Chama-se de “poeta marginal” o versejador que
não é Mário Quintana, Manuel Bandeira, Ferreira Gullar, ou seja, o versejador
desconhecido. Segundo o livro de Português e Literatura para o ensino médio,
esta vertente literária surgiu no início da década de 1970 em resposta ao
“bloqueio sistemático das editoras, que consideravam que não era lucrativo
publicar poetas desconhecidos”. Assim, ainda sem o auxílio da internet de
massa, a poesia marginal apareceu, primeiro, “em pequenos livros mimeografados
ou impressos por outros processos [...]. Por estarem à margem das editoras,
serem produzidos e vendidos pelos próprios autores, deu-se a eles o nome de marginais”.

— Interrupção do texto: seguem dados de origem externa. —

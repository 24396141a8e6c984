//! Integration test helpers
//!
//! Spawns a scripted mock backend and a real gateway in front of it, both on
//! ephemeral ports, and drives the gateway with `reqwest`.

#![allow(dead_code)]

use axum::{
    extract::State,
    http::{HeaderMap, StatusCode},
    response::IntoResponse,
    routing::{get, post},
    Json, Router,
};
use mchat_core::GatewayConfig;
use serde_json::Value;
use std::sync::{
    atomic::{AtomicUsize, Ordering},
    Arc, LazyLock, Mutex,
};
use tokio::net::TcpListener;

// Ensure tracing is only initialized once
static TRACING: LazyLock<()> = LazyLock::new(|| {
    if std::env::var("TEST_LOG").is_ok() {
        let subscriber = tracing_subscriber::fmt()
            .with_max_level(tracing::Level::DEBUG)
            .with_test_writer()
            .finish();
        tracing::subscriber::set_global_default(subscriber).ok();
    } else {
        let subscriber = tracing_subscriber::fmt()
            .with_max_level(tracing::Level::WARN)
            .with_writer(std::io::sink)
            .finish();
        tracing::subscriber::set_global_default(subscriber).ok();
    }
});

/// Canned answer for one backend endpoint
#[derive(Clone)]
pub struct Reply {
    pub status: StatusCode,
    pub body: Value,
}

impl Reply {
    pub fn ok(body: Value) -> Self {
        Self {
            status: StatusCode::OK,
            body,
        }
    }

    pub fn status(status: StatusCode, body: Value) -> Self {
        Self { status, body }
    }
}

/// What the mock backend has seen so far
#[derive(Default)]
pub struct BackendLog {
    pub hits: AtomicUsize,
    pub authorization: Mutex<Vec<String>>,
    pub credentials: Mutex<Vec<Value>>,
}

impl BackendLog {
    pub fn hits(&self) -> usize {
        self.hits.load(Ordering::SeqCst)
    }

    pub fn last_authorization(&self) -> Option<String> {
        self.authorization.lock().unwrap().last().cloned()
    }

    pub fn last_credentials(&self) -> Option<Value> {
        self.credentials.lock().unwrap().last().cloned()
    }
}

#[derive(Clone)]
struct MockBackend {
    messages: Reply,
    login: Reply,
    signup: Reply,
    log: Arc<BackendLog>,
}

/// Scripted replies for the mock backend
#[derive(Clone)]
pub struct BackendScript {
    pub messages: Reply,
    pub login: Reply,
    pub signup: Reply,
}

impl Default for BackendScript {
    fn default() -> Self {
        Self {
            messages: Reply::ok(serde_json::json!([])),
            login: Reply::status(
                StatusCode::UNAUTHORIZED,
                Value::String("invalid credentials".to_string()),
            ),
            signup: Reply::status(
                StatusCode::CONFLICT,
                Value::String("username taken".to_string()),
            ),
        }
    }
}

async fn mock_messages(State(mock): State<MockBackend>, headers: HeaderMap) -> impl IntoResponse {
    mock.log.hits.fetch_add(1, Ordering::SeqCst);
    if let Some(value) = headers
        .get(axum::http::header::AUTHORIZATION)
        .and_then(|v| v.to_str().ok())
    {
        mock.log.authorization.lock().unwrap().push(value.to_string());
    }
    (mock.messages.status, Json(mock.messages.body))
}

async fn mock_login(State(mock): State<MockBackend>, Json(body): Json<Value>) -> impl IntoResponse {
    mock.log.hits.fetch_add(1, Ordering::SeqCst);
    mock.log.credentials.lock().unwrap().push(body);
    (mock.login.status, Json(mock.login.body))
}

async fn mock_signup(State(mock): State<MockBackend>, Json(body): Json<Value>) -> impl IntoResponse {
    mock.log.hits.fetch_add(1, Ordering::SeqCst);
    mock.log.credentials.lock().unwrap().push(body);
    (mock.signup.status, Json(mock.signup.body))
}

/// Start the mock backend and return its base URL and request log
pub async fn spawn_backend(script: BackendScript) -> (String, Arc<BackendLog>) {
    let log = Arc::new(BackendLog::default());
    let mock = MockBackend {
        messages: script.messages,
        login: script.login,
        signup: script.signup,
        log: log.clone(),
    };

    let app = Router::new()
        .route("/messages", get(mock_messages))
        .route("/login", post(mock_login))
        .route("/signup", post(mock_signup))
        .with_state(mock);

    let listener = TcpListener::bind("127.0.0.1:0").await.unwrap();
    let addr = listener.local_addr().unwrap();
    tokio::spawn(async move {
        axum::serve(listener, app).await.unwrap();
    });

    (format!("http://{}", addr), log)
}

/// Base URL on which nothing listens
pub fn unreachable_backend_url() -> String {
    let listener = std::net::TcpListener::bind("127.0.0.1:0").unwrap();
    let port = listener.local_addr().unwrap().port();
    drop(listener);
    format!("http://127.0.0.1:{}", port)
}

/// Test application instance
pub struct TestApp {
    pub address: String,
    pub port: u16,
    pub api_client: reqwest::Client,
}

impl TestApp {
    fn get(&self, path: &str, cookies: &[(&str, &str)]) -> reqwest::RequestBuilder {
        with_cookies(
            self.api_client.get(format!("{}{}", &self.address, path)),
            cookies,
        )
    }

    fn post(&self, path: &str, cookies: &[(&str, &str)]) -> reqwest::RequestBuilder {
        with_cookies(
            self.api_client.post(format!("{}{}", &self.address, path)),
            cookies,
        )
    }

    pub async fn get_health(&self) -> reqwest::Response {
        self.get("/api/health", &[])
            .send()
            .await
            .expect("Failed to execute request.")
    }

    pub async fn get_config(&self) -> reqwest::Response {
        self.get("/api/config", &[])
            .send()
            .await
            .expect("Failed to execute request.")
    }

    pub async fn get_messages(&self, cookies: &[(&str, &str)]) -> reqwest::Response {
        self.get("/api/messages", cookies)
            .send()
            .await
            .expect("Failed to execute request.")
    }

    pub async fn get_user(&self, cookies: &[(&str, &str)]) -> reqwest::Response {
        self.get("/api/session/user", cookies)
            .send()
            .await
            .expect("Failed to execute request.")
    }

    pub async fn get_user_with_raw_cookie(&self, cookie_header: &str) -> reqwest::Response {
        self.api_client
            .get(format!("{}/api/session/user", &self.address))
            .header(reqwest::header::COOKIE, cookie_header)
            .send()
            .await
            .expect("Failed to execute request.")
    }

    pub async fn post_login(&self, username: &str, password: &str) -> reqwest::Response {
        self.post("/api/session/login", &[])
            .json(&serde_json::json!({ "username": username, "password": password }))
            .send()
            .await
            .expect("Failed to execute request.")
    }

    pub async fn post_signup(&self, username: &str, password: &str) -> reqwest::Response {
        self.post("/api/session/signup", &[])
            .json(&serde_json::json!({ "username": username, "password": password }))
            .send()
            .await
            .expect("Failed to execute request.")
    }

    pub async fn post_logout(&self, cookies: &[(&str, &str)]) -> reqwest::Response {
        self.post("/api/session/logout", cookies)
            .send()
            .await
            .expect("Failed to execute request.")
    }
}

fn with_cookies(builder: reqwest::RequestBuilder, cookies: &[(&str, &str)]) -> reqwest::RequestBuilder {
    if cookies.is_empty() {
        return builder;
    }
    let header = cookies
        .iter()
        .map(|(name, value)| {
            axum_extra::extract::cookie::Cookie::new(name.to_string(), value.to_string())
                .encoded()
                .to_string()
        })
        .collect::<Vec<_>>()
        .join("; ");
    builder.header(reqwest::header::COOKIE, header)
}

/// All `Set-Cookie` headers of a response
pub fn set_cookies(response: &reqwest::Response) -> Vec<String> {
    response
        .headers()
        .get_all(reqwest::header::SET_COOKIE)
        .iter()
        .filter_map(|v| v.to_str().ok())
        .map(str::to_string)
        .collect()
}

/// The `Set-Cookie` header for `name`, if any
pub fn set_cookie_for(response: &reqwest::Response, name: &str) -> Option<String> {
    let prefix = format!("{}=", name);
    set_cookies(response)
        .into_iter()
        .find(|c| c.starts_with(&prefix))
}

/// `name=value` part of a `Set-Cookie` header, ready to replay
pub fn cookie_pair(set_cookie: &str) -> &str {
    set_cookie.split(';').next().unwrap_or_default()
}

/// Start a gateway that forwards to `backend_url`
pub async fn spawn_gateway(backend_url: &str) -> TestApp {
    let mut config = GatewayConfig::default();
    config.backend.base_url = backend_url.to_string();
    config.backend.timeout_seconds = Some(5);
    spawn_gateway_with(config).await
}

/// Start a gateway with a custom configuration
pub async fn spawn_gateway_with(mut config: GatewayConfig) -> TestApp {
    LazyLock::force(&TRACING);

    config.server.host = "127.0.0.1".to_string();
    config.server.port = 0;

    let server = mchat_gateway::GatewayServer::new(config).unwrap();

    let listener = TcpListener::bind("127.0.0.1:0").await.unwrap();
    let port = listener.local_addr().unwrap().port();

    tokio::spawn(async move {
        server.serve(listener).await.unwrap();
    });

    // Give the server a moment to start
    tokio::time::sleep(tokio::time::Duration::from_millis(100)).await;

    let client = reqwest::Client::builder()
        .redirect(reqwest::redirect::Policy::none())
        .build()
        .unwrap();

    TestApp {
        address: format!("http://127.0.0.1:{}", port),
        port,
        api_client: client,
    }
}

Conheci um destes na edição de 2005 do Fórum
Social Mundial, em Porto Alegre. Caminhava pela zona do Cais, enquanto esperava
o horário de uma palestra sobre globalização e capitalismo, quando ouvi os
primeiros versos:
“Lula subiu no
parlatório
Depois subiu escadas
pomposas, aviões reservados a poucos, elevadores exclusivos.
Subiu nas alturas
onde se fala mais do que se escuta.
Subiu nas alturas
onde poucas vozes têm eco.
Mas Lula subiu
sozinho.
Tento ajeitar meu
coração para que ele continue batendo.
Lula subiu sozinho.
[...]”
(BENSUSAN, Hilan. “Segunda parte: A falta que
uma classe faz”. In: Comunista. Campinas, Editora Komedi, 2005, p.105).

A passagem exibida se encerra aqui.